I think that is the kind of letter to myself that The Rug Doctor fears I will write.  I do believe she understands I can't be like:

"Dear Beautiful, isn't it a glorious day? It's a brand new day where we can achieve anything together. You are beautiful, you are worth it, you have all the power inside of you to make this happen.  You love yourself and will put yourself before junk food and empty calories.  You can do this because all is possible through self-actualization.  Do you really need that cookie right now?  Are you really hungry?  Just remember that nothing tastes as good skinny feels.  You can do this, you have the power. Let's have a carrot."

I almost just threw up writing that just now.  I think the best I can hope for is the following.

"Dear Angry Pony,
I am one of the several personalities inside your head. I am Slutty Pony.  I'm talking to you. Look, we are all tired of fighting about this food thing up here. We are also tired of you whining about wanting to dress like a slut (okay, so maybe not a slut, but at least a skantily-clad pop-tart) We all know you are not hungry right now. We all know that you want to succeed.  We all know there is no real good reason to eat anything. You know you are worth it and that you could totally rock a mini skirt someday...after plastic surgery.

Skeptical Pony has something to say: Look I don't know if we can do this or not, we've never been skinny.  I don't know how far we can take this, but we won't know if we don't try. We need you to consider that food is not going to make you happy, it's not going to comfort you and it isn't worth the boredom. I can't promise you anything, because, I don't know if this thing you want can be done, but I do know it won't be done if you don't change your ways. We don't know what skinny feels like, but it probably isn't anything like the feeling you have after eating a KitKat.

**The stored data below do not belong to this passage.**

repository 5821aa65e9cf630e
use chatbox::core::config::{self, ChatboxConfig};
use clap::Parser;
use simplelog::{ConfigBuilder, LevelFilter, WriteLogger};
use std::fs::File;

#[derive(Parser)]
#[command(name = "chatbox", about = "Terminal chat client for OpenAI-compatible models")]
struct Args {
    /// Model to use (overrides config and CHATBOX_MODEL)
    #[arg(short, long)]
    model: Option<String>,
}

#[tokio::main]
async fn main() -> std::io::Result<()> {
    let args = Args::parse();
    dotenv::dotenv().ok();

    // Initialize file logger - writes to chatbox.log in current directory
    let log_config = ConfigBuilder::new()
        .set_time_format_rfc3339()
        .build();

    if let Ok(log_file) = File::create("chatbox.log") {
        let _ = WriteLogger::init(LevelFilter::Debug, log_config, log_file);
    }

    let file_config = config::load_config().unwrap_or_else(|e| {
        log::warn!("{}; falling back to defaults", e);
        ChatboxConfig::default()
    });
    let resolved = config::resolve(&file_config, args.model.as_deref());

    log::info!(
        "Chatbox starting up with model {} at {}",
        resolved.model_name,
        resolved.base_url
    );

    chatbox::tui::run(resolved)
}
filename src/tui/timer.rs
//! # UI-thread Timers
//!
//! A repeating timer that is polled by the event loop instead of running on
//! its own thread, so whatever it drives can touch view state safely.
//!
//! Each timer is tied to the lifetime of the element it animates through a
//! [`Liveness`] token: the element revokes the token when it is destroyed, and
//! the timer checks the token before every reschedule. Once revoked the timer
//! reports [`TimerPoll::Expired`] and never fires again.

use std::cell::Cell;
use std::rc::Rc;
use std::time::{Duration, Instant};

/// Shared "is the owner still alive" flag. Cloning shares the same flag.
#[derive(Clone, Debug)]
pub struct Liveness(Rc<Cell<bool>>);

impl Liveness {
    pub fn new() -> Self {
        Self(Rc::new(Cell::new(true)))
    }

    pub fn is_alive(&self) -> bool {
        self.0.get()
    }

    /// Marks the owner as gone. Idempotent.
    pub fn revoke(&self) {
        self.0.set(false);
    }
}

impl Default for Liveness {
    fn default() -> Self {
        Self::new()
    }
}

#[derive(Debug, Clone, Copy, PartialEq, Eq)]
pub enum TimerPoll {
    /// The timer fired; carries the zero-based tick count.
    Fired(usize),
    /// Not due yet; carries the remaining wait.
    Pending(Duration),
    /// The owner is gone. Drop the timer.
    Expired,
}

#[derive(Debug)]
pub struct RepeatingTimer {
    interval: Duration,
    next_due: Instant,
    liveness: Liveness,
    ticks: usize,
}

impl RepeatingTimer {
    /// First fire after `initial_delay`, then every `interval`.
    pub fn new(now: Instant, initial_delay: Duration, interval: Duration, liveness: Liveness) -> Self {
        Self {
            interval,
            next_due: now + initial_delay,
            liveness,
            ticks: 0,
        }
    }

    pub fn poll(&mut self, now: Instant) -> TimerPoll {
        if !self.liveness.is_alive() {
            return TimerPoll::Expired;
        }
        if now < self.next_due {
            return TimerPoll::Pending(self.next_due - now);
        }

        let tick = self.ticks;
        self.ticks += 1;
        // Reschedule relative to now so a stalled loop doesn't fire a burst
        self.next_due = now + self.interval;
        TimerPoll::Fired(tick)
    }

    pub fn ticks(&self) -> usize {
        self.ticks
    }
}
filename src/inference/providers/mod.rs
pub mod openai;

pub use openai::OpenAiProvider;
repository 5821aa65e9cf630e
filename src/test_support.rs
//! Test utilities shared across the crate.
//!
//! This module is only compiled during tests (`#[cfg(test)]`).

use std::sync::Arc;
use std::sync::atomic::{AtomicUsize, Ordering};

use async_trait::async_trait;

use crate::core::view::{Bubble, ChatView, IndicatorHandle};
use crate::inference::{CompletionProvider, CompletionRequest, ProviderError};

/// A provider that answers every request with the same canned outcome.
pub struct ScriptedProvider {
    outcome: Result<String, ProviderError>,
    calls: AtomicUsize,
}

impl ScriptedProvider {
    pub fn replying(text: &str) -> Self {
        Self {
            outcome: Ok(text.to_string()),
            calls: AtomicUsize::new(0),
        }
    }

    pub fn failing(error: ProviderError) -> Self {
        Self {
            outcome: Err(error),
            calls: AtomicUsize::new(0),
        }
    }

    pub fn calls(&self) -> usize {
        self.calls.load(Ordering::SeqCst)
    }
}

#[async_trait]
impl CompletionProvider for ScriptedProvider {
    fn name(&self) -> &str {
        "scripted"
    }

    async fn complete(&self, _request: CompletionRequest<'_>) -> Result<String, ProviderError> {
        self.calls.fetch_add(1, Ordering::SeqCst);
        self.outcome.clone()
    }
}

/// A render surface that just records what it was asked to do.
#[derive(Default)]
pub struct RecordingView {
    pub bubbles: Vec<Bubble>,
    pub live_indicator: Option<IndicatorHandle>,
    pub indicators_shown: usize,
    pub removals: usize,
    pub failed_removals: usize,
    pub clears: usize,
}

impl ChatView for RecordingView {
    fn append(&mut self, bubble: Bubble) {
        self.bubbles.push(bubble);
    }

    fn show_indicator(&mut self) -> IndicatorHandle {
        let handle = IndicatorHandle(self.indicators_shown as u64);
        self.indicators_shown += 1;
        self.live_indicator = Some(handle);
        handle
    }

    fn remove(&mut self, handle: IndicatorHandle) -> bool {
        if self.live_indicator == Some(handle) {
            self.live_indicator = None;
            self.removals += 1;
            true
        } else {
            self.failed_removals += 1;
            false
        }
    }

    fn clear(&mut self) {
        self.bubbles.clear();
        self.live_indicator = None;
        self.clears += 1;
    }
}

/// Creates a test App whose provider always replies "ok".
pub fn test_app() -> crate::core::state::App {
    crate::core::state::App::new(
        Arc::new(ScriptedProvider::replying("ok")),
        "test-model".to_string(),
    )
}
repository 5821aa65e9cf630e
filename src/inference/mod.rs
pub mod provider;
pub mod providers;
pub mod types;

pub use provider::{CompletionProvider, CompletionRequest, FailureKind, ProviderError, reply_text};
pub use providers::OpenAiProvider;
pub use types::{DEFAULT_SYSTEM_PROMPT, Message, Role, Transcript};
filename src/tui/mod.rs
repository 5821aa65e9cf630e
//! # TUI Adapter
//!
//! The ratatui-specific layer. Handles terminal I/O, renders the UI,
//! and translates keyboard and mouse events into `core::Action` values.
//!
//! This is the only module that knows about ratatui and crossterm.
//!
//! ## Event Loop
//!
//! Everything that touches the transcript or the view runs on this thread:
//!
//! 1. Draw, if anything changed since the last frame.
//! 2. Poll terminal events, then drain any others already queued.
//! 3. Poll the typing indicator's timer and step the animation.
//! 4. Drain replies sent back by completion tasks.
//!
//! Completion requests run on tokio tasks and report back over an `mpsc`
//! channel, so the loop never blocks on the network.
//!
//! ## Redraw Strategy
//!
//! - **Waiting for a reply**: polls every ~80ms so the indicator animates and
//!   replies show up promptly.
//! - **Idle**: sleeps up to 500ms, only redraws on events or terminal resize.

mod component;
mod components;
mod event;
mod timer;
mod ui;

use log::{debug, info, warn};
use std::io::stdout;
use std::sync::{Arc, mpsc};
use std::time::{Duration, Instant};

use crossterm::cursor::{Hide, SetCursorStyle, Show};
use crossterm::event::{
    DisableBracketedPaste, DisableMouseCapture, EnableBracketedPaste, EnableMouseCapture,
    KeyboardEnhancementFlags, PopKeyboardEnhancementFlags, PushKeyboardEnhancementFlags,
};
use crossterm::execute;

use crate::core::action::{Action, Effect, update};
use crate::core::config::ResolvedConfig;
use crate::core::state::{App, GREETING};
use crate::core::view::{Bubble, ChatView};
use crate::inference::{CompletionProvider, CompletionRequest, OpenAiProvider};
use crate::tui::component::EventHandler;
use crate::tui::components::{Button, ButtonAreas, InputBox, InputEvent, MessageListState};
use crate::tui::event::{TuiEvent, poll_event_immediate, poll_event_timeout};
use crate::tui::timer::{RepeatingTimer, TimerPoll};

const ACTIVE_POLL: Duration = Duration::from_millis(80);
const IDLE_POLL: Duration = Duration::from_millis(500);

/// TUI-specific presentation state (not part of core business logic)
pub struct TuiState {
    pub message_list: MessageListState,
    pub input_box: InputBox,
    /// Button rects from the last frame, for mouse hit testing
    pub buttons: ButtonAreas,
    /// Drives the typing indicator; expires when the indicator is gone
    pub indicator_timer: Option<RepeatingTimer>,
}

impl Default for TuiState {
    fn default() -> Self {
        Self::new()
    }
}

impl TuiState {
    pub fn new() -> Self {
        Self {
            message_list: MessageListState::new(),
            input_box: InputBox::new(),
            buttons: ButtonAreas::default(),
            indicator_timer: None,
        }
    }

    /// Polls the indicator timer. Returns `true` if the animation stepped.
    fn tick_indicator(&mut self, now: Instant) -> bool {
        let Some(timer) = self.indicator_timer.as_mut() else {
            return false;
        };
        match timer.poll(now) {
            TimerPoll::Fired(tick) => {
                debug!("Typing indicator tick {}", tick);
                self.message_list.advance_indicator()
            }
            TimerPoll::Pending(_) => false,
            TimerPoll::Expired => {
                debug!("Typing indicator timer expired after {} ticks", timer.ticks());
                self.indicator_timer = None;
                false
            }
        }
    }
}

struct TerminalModeGuard;

impl TerminalModeGuard {
    fn new() -> std::io::Result<Self> {
        // Kitty keyboard protocol lets us tell Shift+Enter from Enter.
        // Terminals that don't support it ignore the request.
        execute!(
            stdout(),
            EnableMouseCapture,
            EnableBracketedPaste,
            Show,
            SetCursorStyle::SteadyBlock,
            PushKeyboardEnhancementFlags(
                KeyboardEnhancementFlags::DISAMBIGUATE_ESCAPE_CODES
                    | KeyboardEnhancementFlags::REPORT_EVENT_TYPES
            )
        )?;
        info!("Terminal modes enabled (mouse, bracketed paste, keyboard enhancement)");
        Ok(Self)
    }
}

impl Drop for TerminalModeGuard {
    fn drop(&mut self) {
        let _ = execute!(
            stdout(),
            PopKeyboardEnhancementFlags,
            DisableMouseCapture,
            DisableBracketedPaste,
            Hide
        );
    }
}

/// Build the completion provider from resolved settings.
pub fn build_provider(config: &ResolvedConfig) -> Arc<dyn CompletionProvider> {
    let provider = OpenAiProvider::new(config.api_key.clone(), Some(config.base_url.clone()));
    if !provider.has_credential() {
        // Not fatal: each turn reports the missing key in the conversation
        warn!("No OpenAI API key configured");
    }
    Arc::new(provider)
}

pub fn run(config: ResolvedConfig) -> std::io::Result<()> {
    let provider = build_provider(&config);
    let mut app = App::from_config(provider, &config);
    let mut tui = TuiState::new();
    tui.message_list.append(Bubble::assistant(GREETING));

    let mut terminal = ratatui::init();
    let terminal_mode_guard = match TerminalModeGuard::new() {
        Ok(guard) => Some(guard),
        Err(e) => {
            warn!("Failed to enable terminal modes: {}", e);
            None
        }
    };

    // Replies from completion tasks
    let (tx, rx) = mpsc::channel();
    let mut needs_redraw = true; // Force first frame

    loop {
        tui.input_box.locked = app.is_awaiting_reply();

        if needs_redraw {
            terminal.draw(|f| ui::draw_ui(f, &app, &mut tui))?;
            needs_redraw = false;
        }

        let timeout = if app.is_awaiting_reply() || tui.indicator_timer.is_some() {
            ACTIVE_POLL
        } else {
            IDLE_POLL
        };
        let first_event = poll_event_timeout(timeout);
        if first_event.is_some() {
            needs_redraw = true;
        }

        // Process first event + drain ALL pending events before next draw
        let mut should_quit = false;
        for event in first_event
            .into_iter()
            .chain(std::iter::from_fn(poll_event_immediate))
        {
            let action = match event {
                TuiEvent::Resize => None,
                TuiEvent::Quit => Some(Action::Quit),
                TuiEvent::Clear => Some(Action::Clear),
                TuiEvent::ScrollUp
                | TuiEvent::ScrollDown
                | TuiEvent::ScrollPageUp
                | TuiEvent::ScrollPageDown
                | TuiEvent::ScrollToBottom => {
                    tui.message_list.handle_event(&event);
                    None
                }
                TuiEvent::MouseClick(column, row) => match tui.buttons.hit_test(column, row) {
                    Some(Button::Send) => tui.input_box.take_submission().map(Action::Submit),
                    Some(Button::Clear) => Some(Action::Clear),
                    None => None,
                },
                _ => match tui.input_box.handle_event(&event) {
                    Some(InputEvent::Submit(text)) => Some(Action::Submit(text)),
                    Some(InputEvent::ContentChanged) | None => None,
                },
            };

            if let Some(action) = action
                && dispatch(&mut app, &mut tui, &tx, action)
            {
                should_quit = true;
                break;
            }
        }

        if should_quit {
            break;
        }

        if tui.tick_indicator(Instant::now()) {
            needs_redraw = true;
        }

        // Replies from background tasks
        while let Ok(action) = rx.try_recv() {
            needs_redraw = true;
            debug!("Event loop received: {:?}", action);
            dispatch(&mut app, &mut tui, &tx, action);
        }
    }

    drop(terminal_mode_guard);
    ratatui::restore();
    info!("Chatbox exited");
    Ok(())
}

/// Runs one action through the reducer and carries out its effect.
/// Returns `true` when the application should quit.
fn dispatch(app: &mut App, tui: &mut TuiState, tx: &mpsc::Sender<Action>, action: Action) -> bool {
    let effect = update(app, &mut tui.message_list, action);
    tui.input_box.locked = app.is_awaiting_reply();
    match effect {
        Effect::Quit => true,
        Effect::SpawnRequest { turn_id } => {
            spawn_request(app, turn_id, tx.clone());
            tui.indicator_timer = tui.message_list.indicator_timer(Instant::now());
            false
        }
        Effect::None => false,
    }
}

/// Sends the transcript to the provider on a tokio task and posts the
/// outcome back as `Action::ReplyReceived`.
///
/// The task works on a snapshot, so the UI thread stays the only writer
/// of the transcript.
pub fn spawn_request(
    app: &App,
    turn_id: u64,
    tx: mpsc::Sender<Action>,
) -> tokio::task::JoinHandle<()> {
    info!(
        "Spawning {} completion request for turn {} ({} messages)",
        app.provider.name(),
        turn_id,
        app.transcript.len()
    );

    let provider = app.provider.clone();
    let transcript = app.transcript.clone();
    let model = app.model_name.clone();
    let max_output_tokens = app.max_output_tokens;
    let temperature = app.temperature;

    tokio::spawn(async move {
        let request = CompletionRequest {
            transcript: &transcript,
            model: &model,
            max_output_tokens,
            temperature,
        };

        let started = Instant::now();
        let reply = provider.complete(request).await;
        match &reply {
            Ok(text) => info!(
                "Turn {} completed by {} in {:?} ({} chars)",
                turn_id,
                provider.name(),
                started.elapsed(),
                text.len()
            ),
            Err(e) => warn!(
                "Turn {} failed on {} after {:?}: {}",
                turn_id,
                provider.name(),
                started.elapsed(),
                e
            ),
        }

        if tx.send(Action::ReplyReceived { turn_id, reply }).is_err() {
            warn!("Failed to deliver reply for turn {}: receiver dropped", turn_id);
        }
    })
}
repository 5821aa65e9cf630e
use std::fmt;

use async_trait::async_trait;

use super::types::Transcript;

/// Errors that can occur while asking a provider for a completion.
#[derive(Debug, Clone, PartialEq)]
pub enum ProviderError {
    /// No API key configured. Raised before any network I/O.
    MissingCredential,
    /// The service rejected the credential (HTTP 401).
    Authentication(String),
    /// The service is throttling us (HTTP 429).
    RateLimited(String),
    /// Network-level failure (DNS, connection refused, TLS, ...).
    Network(String),
    /// Any other non-success status.
    Api { status: u16, message: String },
    /// The response body could not be understood.
    Parse(String),
}

/// Coarse failure categories used to pick the message shown to the user.
#[derive(Debug, Clone, Copy, PartialEq, Eq)]
pub enum FailureKind {
    MissingCredential,
    Authentication,
    RateLimit,
    Unexpected,
}

impl ProviderError {
    pub fn kind(&self) -> FailureKind {
        match self {
            ProviderError::MissingCredential => FailureKind::MissingCredential,
            ProviderError::Authentication(_) => FailureKind::Authentication,
            ProviderError::RateLimited(_) => FailureKind::RateLimit,
            ProviderError::Network(_) | ProviderError::Api { .. } | ProviderError::Parse(_) => {
                FailureKind::Unexpected
            }
        }
    }

    /// The text rendered in the conversation in place of a reply.
    pub fn user_message(&self) -> String {
        match self.kind() {
            FailureKind::MissingCredential => {
                "Error: OpenAI API Key not found. Check your .env file.".to_string()
            }
            FailureKind::Authentication => {
                "Error: Invalid API Key. Please check your .env file".to_string()
            }
            FailureKind::RateLimit => "Error: Rate limit exceeded. Please wait a moment".to_string(),
            FailureKind::Unexpected => format!("Error: An unexpected error occurred: {self}"),
        }
    }
}

impl fmt::Display for ProviderError {
    fn fmt(&self, f: &mut fmt::Formatter<'_>) -> fmt::Result {
        match self {
            ProviderError::MissingCredential => write!(f, "no API key configured"),
            ProviderError::Authentication(msg) => write!(f, "authentication failed: {msg}"),
            ProviderError::RateLimited(msg) => write!(f, "rate limited: {msg}"),
            ProviderError::Network(msg) => write!(f, "network error: {msg}"),
            ProviderError::Api { status, message } => {
                write!(f, "API error (HTTP {status}): {message}")
            }
            ProviderError::Parse(msg) => write!(f, "parse error: {msg}"),
        }
    }
}

impl std::error::Error for ProviderError {}

/// Collapses a completion outcome into the text that goes into the transcript.
pub fn reply_text(result: Result<String, ProviderError>) -> String {
    match result {
        Ok(text) => text,
        Err(e) => e.user_message(),
    }
}

/// Everything a provider needs to fulfill a completion request.
pub struct CompletionRequest<'a> {
    pub transcript: &'a Transcript,
    pub model: &'a str,
    pub max_output_tokens: u32,
    pub temperature: f32,
}

#[async_trait]
pub trait CompletionProvider: Send + Sync {
    /// Returns the name of the provider.
    fn name(&self) -> &str;

    /// Sends the whole transcript and waits for the assistant's reply.
    async fn complete(&self, request: CompletionRequest<'_>) -> Result<String, ProviderError>;
}

#[cfg(test)]
mod tests {
    use super::*;

    #[test]
    fn each_category_maps_to_its_fixed_message() {
        assert_eq!(
            ProviderError::MissingCredential.user_message(),
            "Error: OpenAI API Key not found. Check your .env file."
        );
        assert_eq!(
            ProviderError::Authentication("bad key".into()).user_message(),
            "Error: Invalid API Key. Please check your .env file"
        );
        assert_eq!(
            ProviderError::RateLimited("slow down".into()).user_message(),
            "Error: Rate limit exceeded. Please wait a moment"
        );
    }

    #[test]
    fn unexpected_failures_embed_the_underlying_error() {
        let err = ProviderError::Api {
            status: 503,
            message: "overloaded".into(),
        };
        assert_eq!(err.kind(), FailureKind::Unexpected);
        assert_eq!(
            err.user_message(),
            "Error: An unexpected error occurred: API error (HTTP 503): overloaded"
        );

        let err = ProviderError::Network("connection refused".into());
        assert!(err.user_message().ends_with("network error: connection refused"));
    }

    #[test]
    fn reply_text_passes_successful_replies_through() {
        assert_eq!(reply_text(Ok("Hello, human!".into())), "Hello, human!");
        assert_eq!(
            reply_text(Err(ProviderError::RateLimited(String::new()))),
            "Error: Rate limit exceeded. Please wait a moment"
        );
    }
}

Tough Love Pony chimes in: Look, Buttzilla, cut the crap. Stop being a victim and start being a success story.  You aren't getting any younger and we are ready to move this process along, so if you could quit screwing around and holding the rest of us back, we would appreciate it.  Now, get your ass down to the gym after you don't have that donut that Cross Fit Crazy offered you.  Oh, and by the way, we don't care what time schedule anyone else has us on, we are going to do this, no matter how long it takes.  This isn't about anyone but you.  So, if we could do this one thing before we die, we'd like to.

Sad Pony gives her two cents: I'm really tired of being stuck in this body and there is only one way out, we need you to find the Key Master...wait, wrong screenplay.  We need you to focus.  We need you to be better than this whole situation.  And, you are.  We need you to care enough. We need you to dig deep and stop being tired. Tired of trying, tired of obesity, tired of working hard and failing. Stop being tired and start being involved in the process. You have the tools, stop wasting them.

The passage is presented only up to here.